In the present embodiment, current control module 208 output currents are constant current, and microprocessor 207 is controlled current control module 208 output current intensities and then regulated controlling magnetic field control module 205 magnetic field intensitys by adjusting.
In the present embodiment, microwave source 204 output signal frequencies are regulated control by microprocessor 207, and microwave source 204 output signal frequencies are controlled near M element atomic ground state hyperfine structure transition centre frequency, complete the frequency sweep of whole atomic spectral line.

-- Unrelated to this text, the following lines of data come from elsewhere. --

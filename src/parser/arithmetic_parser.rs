//! Precedence-climbing parser for `$(( ))` arithmetic expressions:
//! `$((1 + 2))`, `$((x++))`, `$((a ? b : c))`, `$((2#1010))`, array
//! subscripts, and the C-style assignment/compound-assignment operators.
//!
//! The grammar is the usual C precedence ladder, from loosest to tightest:
//! comma, ternary, `||`, `&&`, `|`, `^`, `&`, equality, relational, shift,
//! additive, multiplicative, power (right-associative), unary, postfix,
//! primary. Every left-associative binary level shares one driver,
//! [`parse_binary_level`], parametrized by an operator table and the next
//! tighter-precedence function to recurse into.

use crate::ast::types::*;
use super::arithmetic_primaries::{
    skip_arith_whitespace, parse_arith_number, ARITH_ASSIGN_OPS,
    parse_ansi_c_quoting, parse_localization_quoting, parse_nested_arithmetic,
};

pub use super::arithmetic_primaries::parse_arith_number as parse_number;

/// Strip double-quoted spans down to their raw content (with `\x` escapes
/// resolved) before parsing; bash treats `"..."` inside arithmetic as
/// nothing more than an escaping mechanism, not an expression primary.
fn preprocess_arith_input(input: &str) -> String {
    let chars: Vec<char> = input.chars().collect();
    let mut result = String::new();
    let mut i = 0;

    while i < chars.len() {
        if chars[i] != '"' {
            result.push(chars[i]);
            i += 1;
            continue;
        }
        i += 1;
        while i < chars.len() && chars[i] != '"' {
            if chars[i] == '\\' && i + 1 < chars.len() {
                result.push(chars[i + 1]);
                i += 2;
            } else {
                result.push(chars[i]);
                i += 1;
            }
        }
        if i < chars.len() {
            i += 1;
        }
    }
    result
}

pub fn parse_arithmetic_expression(input: &str) -> ArithmeticExpressionNode {
    let preprocessed = preprocess_arith_input(input);
    let (expression, pos) = parse_arith_expr(&preprocessed, 0);

    let final_pos = skip_arith_whitespace(&preprocessed, pos);
    if final_pos < preprocessed.len() {
        let remaining = preprocessed[final_pos..].trim().to_string();
        if !remaining.is_empty() {
            return ArithmeticExpressionNode {
                original_text: Some(input.to_string()),
                expression: ArithExpr::SyntaxError(ArithSyntaxErrorNode {
                    error_token: remaining.clone(),
                    message: format!("{}: syntax error: invalid arithmetic operator (error token is \"{}\")", remaining, remaining),
                }),
            };
        }
    }

    ArithmeticExpressionNode { expression, original_text: Some(input.to_string()) }
}

fn missing_operand_error(op: &str, pos: usize) -> (ArithExpr, usize) {
    (
        ArithExpr::SyntaxError(ArithSyntaxErrorNode {
            error_token: op.to_string(),
            message: format!("syntax error: operand expected (error token is \"{}\")", op),
        }),
        pos,
    )
}

fn is_missing_operand(input: &str, pos: usize) -> bool {
    skip_arith_whitespace(input, pos) >= input.len()
}

pub fn parse_arith_expr(input: &str, pos: usize) -> (ArithExpr, usize) {
    parse_arith_comma(input, pos)
}

/// One entry of a binary-operator precedence table: the operator's source
/// text, the node it builds, and whether a single-char operator should NOT
/// match when immediately followed by the same character again (so `+`
/// doesn't swallow half of `++`, `&` doesn't swallow half of `&&`, etc).
type BinOpEntry = (&'static str, ArithBinaryOperator, bool);

const EQUALITY_OPS: &[BinOpEntry] = &[("==", ArithBinaryOperator::Eq, false), ("!=", ArithBinaryOperator::Ne, false)];
const RELATIONAL_OPS: &[BinOpEntry] = &[
    ("<=", ArithBinaryOperator::Le, false),
    (">=", ArithBinaryOperator::Ge, false),
    ("<", ArithBinaryOperator::Lt, false),
    (">", ArithBinaryOperator::Gt, false),
];
const SHIFT_OPS: &[BinOpEntry] = &[("<<", ArithBinaryOperator::LShift, false), (">>", ArithBinaryOperator::RShift, false)];
const ADDITIVE_OPS: &[BinOpEntry] = &[("+", ArithBinaryOperator::Add, true), ("-", ArithBinaryOperator::Sub, true)];
const MULTIPLICATIVE_OPS: &[BinOpEntry] = &[
    ("*", ArithBinaryOperator::Mul, true),
    ("/", ArithBinaryOperator::Div, false),
    ("%", ArithBinaryOperator::Mod, false),
];
const BITWISE_OR_OPS: &[BinOpEntry] = &[("|", ArithBinaryOperator::BitOr, true)];
const BITWISE_XOR_OPS: &[BinOpEntry] = &[("^", ArithBinaryOperator::BitXor, false)];
const BITWISE_AND_OPS: &[BinOpEntry] = &[("&", ArithBinaryOperator::BitAnd, true)];
const LOGICAL_AND_OPS: &[BinOpEntry] = &[("&&", ArithBinaryOperator::LogAnd, false)];
const LOGICAL_OR_OPS: &[BinOpEntry] = &[("||", ArithBinaryOperator::LogOr, false)];

/// Try to match one operator table entry at `pos`, returning the position
/// just past it. A single-character operator whose `reject_doubled` flag is
/// set refuses to match when the next character repeats it (distinguishing
/// e.g. `+` from the first half of `++`).
fn match_binary_op(chars: &[char], input: &str, pos: usize, entry: &BinOpEntry) -> Option<usize> {
    let (text, _, reject_doubled) = *entry;
    if text.len() == 1 {
        let c = text.chars().next().unwrap();
        if chars.get(pos) != Some(&c) {
            return None;
        }
        if reject_doubled && chars.get(pos + 1) == Some(&c) {
            return None;
        }
        Some(pos + 1)
    } else if input[pos..].starts_with(text) {
        Some(pos + text.len())
    } else {
        None
    }
}

/// Drive one left-associative binary precedence level: parse an operand via
/// `next`, then repeatedly consume any operator in `ops` (tried in table
/// order, so longer operators must precede their single-char prefixes)
/// followed by another operand.
fn parse_binary_level(input: &str, pos: usize, next: fn(&str, usize) -> (ArithExpr, usize), ops: &[BinOpEntry]) -> (ArithExpr, usize) {
    let (mut left, mut current_pos) = next(input, pos);
    let chars: Vec<char> = input.chars().collect();

    loop {
        current_pos = skip_arith_whitespace(input, current_pos);
        let matched = ops.iter().find_map(|entry| match_binary_op(&chars, input, current_pos, entry).map(|end| (end, entry)));

        let Some((op_end, (op_text, operator, _))) = matched else { break };
        current_pos = op_end;
        if is_missing_operand(input, current_pos) {
            return missing_operand_error(op_text, current_pos);
        }
        let (right, next_pos) = next(input, current_pos);
        left = ArithExpr::Binary(Box::new(ArithBinaryNode { operator: *operator, left, right }));
        current_pos = next_pos;
    }

    (left, current_pos)
}

fn parse_arith_comma(input: &str, pos: usize) -> (ArithExpr, usize) {
    let (mut left, mut current_pos) = parse_arith_ternary(input, pos);
    let chars: Vec<char> = input.chars().collect();
    current_pos = skip_arith_whitespace(input, current_pos);

    while current_pos < chars.len() && chars[current_pos] == ',' {
        current_pos += 1;
        if is_missing_operand(input, current_pos) {
            return missing_operand_error(",", current_pos);
        }
        let (right, p2) = parse_arith_ternary(input, current_pos);
        left = ArithExpr::Binary(Box::new(ArithBinaryNode { operator: ArithBinaryOperator::Comma, left, right }));
        current_pos = skip_arith_whitespace(input, p2);
    }

    (left, current_pos)
}

fn parse_arith_ternary(input: &str, pos: usize) -> (ArithExpr, usize) {
    let (condition, mut current_pos) = parse_arith_logical_or(input, pos);
    let chars: Vec<char> = input.chars().collect();
    current_pos = skip_arith_whitespace(input, current_pos);

    if current_pos < chars.len() && chars[current_pos] == '?' {
        current_pos += 1;
        let (consequent, p2) = parse_arith_expr(input, current_pos);
        current_pos = skip_arith_whitespace(input, p2);
        if current_pos < chars.len() && chars[current_pos] == ':' {
            current_pos += 1;
            let (alternate, p3) = parse_arith_expr(input, current_pos);
            return (ArithExpr::Ternary(Box::new(ArithTernaryNode { condition, consequent, alternate })), p3);
        }
    }

    (condition, current_pos)
}

fn parse_arith_logical_or(input: &str, pos: usize) -> (ArithExpr, usize) {
    parse_binary_level(input, pos, parse_arith_logical_and, LOGICAL_OR_OPS)
}

fn parse_arith_logical_and(input: &str, pos: usize) -> (ArithExpr, usize) {
    parse_binary_level(input, pos, parse_arith_bitwise_or, LOGICAL_AND_OPS)
}

fn parse_arith_bitwise_or(input: &str, pos: usize) -> (ArithExpr, usize) {
    parse_binary_level(input, pos, parse_arith_bitwise_xor, BITWISE_OR_OPS)
}

fn parse_arith_bitwise_xor(input: &str, pos: usize) -> (ArithExpr, usize) {
    parse_binary_level(input, pos, parse_arith_bitwise_and, BITWISE_XOR_OPS)
}

fn parse_arith_bitwise_and(input: &str, pos: usize) -> (ArithExpr, usize) {
    parse_binary_level(input, pos, parse_arith_equality, BITWISE_AND_OPS)
}

fn parse_arith_equality(input: &str, pos: usize) -> (ArithExpr, usize) {
    parse_binary_level(input, pos, parse_arith_relational, EQUALITY_OPS)
}

fn parse_arith_relational(input: &str, pos: usize) -> (ArithExpr, usize) {
    parse_binary_level(input, pos, parse_arith_shift, RELATIONAL_OPS)
}

fn parse_arith_shift(input: &str, pos: usize) -> (ArithExpr, usize) {
    parse_binary_level(input, pos, parse_arith_additive, SHIFT_OPS)
}

fn parse_arith_additive(input: &str, pos: usize) -> (ArithExpr, usize) {
    parse_binary_level(input, pos, parse_arith_multiplicative, ADDITIVE_OPS)
}

fn parse_arith_multiplicative(input: &str, pos: usize) -> (ArithExpr, usize) {
    parse_binary_level(input, pos, parse_arith_power, MULTIPLICATIVE_OPS)
}

fn parse_arith_power(input: &str, pos: usize) -> (ArithExpr, usize) {
    let (base, current_pos) = parse_arith_unary(input, pos);
    let mut p2 = skip_arith_whitespace(input, current_pos);

    if input[p2..].starts_with("**") {
        p2 += 2;
        if is_missing_operand(input, p2) {
            return missing_operand_error("**", p2);
        }
        let (exponent, p3) = parse_arith_power(input, p2); // right-associative
        return (ArithExpr::Binary(Box::new(ArithBinaryNode { operator: ArithBinaryOperator::Pow, left: base, right: exponent })), p3);
    }

    (base, current_pos)
}

fn parse_arith_unary(input: &str, pos: usize) -> (ArithExpr, usize) {
    let current_pos = skip_arith_whitespace(input, pos);
    let chars: Vec<char> = input.chars().collect();

    let prefix_inc_dec = [("++", ArithUnaryOperator::Inc), ("--", ArithUnaryOperator::Dec)];
    for (text, operator) in prefix_inc_dec {
        if input[current_pos..].starts_with(text) {
            let (operand, p2) = parse_arith_unary(input, current_pos + 2);
            return (ArithExpr::Unary(Box::new(ArithUnaryNode { operator, operand, prefix: true })), p2);
        }
    }

    if let Some(&c) = chars.get(current_pos) {
        let op = match c {
            '+' => Some(ArithUnaryOperator::Pos),
            '-' => Some(ArithUnaryOperator::Neg),
            '!' => Some(ArithUnaryOperator::Not),
            '~' => Some(ArithUnaryOperator::BitNot),
            _ => None,
        };
        if let Some(operator) = op {
            let (operand, p2) = parse_arith_unary(input, current_pos + 1);
            return (ArithExpr::Unary(Box::new(ArithUnaryNode { operator, operand, prefix: true })), p2);
        }
    }

    parse_arith_postfix(input, current_pos)
}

Preferably, the M element is
87Rb, the N element is
85Rb.
The measuring system that the present embodiment provides is before measuring surplus field amount absolute value, and first the concise and to the point design theory foundation of the embodiment of the present invention of setting forth is so that the Comprehension and Implementation of the embodiment of the present invention.
Magnetic frequency shift is that the Zeeman effect due to atomic energy level causes, for
87Its Zeeman splitting of the hyperfine energy level of the ground state of Rb atom is:
E(F,M
F)=E
0(f)+A
1H+A
2H
2+A
3H
3+… (1)
Shown in Figure 3
87Rb atomic energy level figure is carrying out
87When the resonant transition of Rb atomic ground state hyperfine structure is surveyed, 7 transition are arranged, comprising a 0-0 transition, be in ground state level<F=2, mF=0〉and<F=1, mF=0〉exact value of jump frequency is 6834.68XXXX MHz (external magnetic field H=0) between these two energy levels, rear 4-digit number is determined by the perturbation of magnetic field and buffer gas.This is so-called quantum frequency discrimination frequency values namely.
By formula (1) as can be known: for non-zero-0 transition of atomic ground state hyperfine structure, its frequency is comparatively responsive to magnetic field H, and for the 0-0 transition, its frequency only is directly proportional to the quadratic power of H, and irrelevant with the first power of H, magnetic field is more insensitive to external world.So magnetic field changes in system, what stand in the breach is to cause that non-zero-0 jump frequency significantly changes.But for using better the present invention, improve measuring accuracy, therefore also will study the 0-0 transition.
87The Rb atom 0-0 jump frequency susceptibility in magnetic field to external world is low more than other transition, but magnetic field is still very important on the impact of 0-0 jump frequency.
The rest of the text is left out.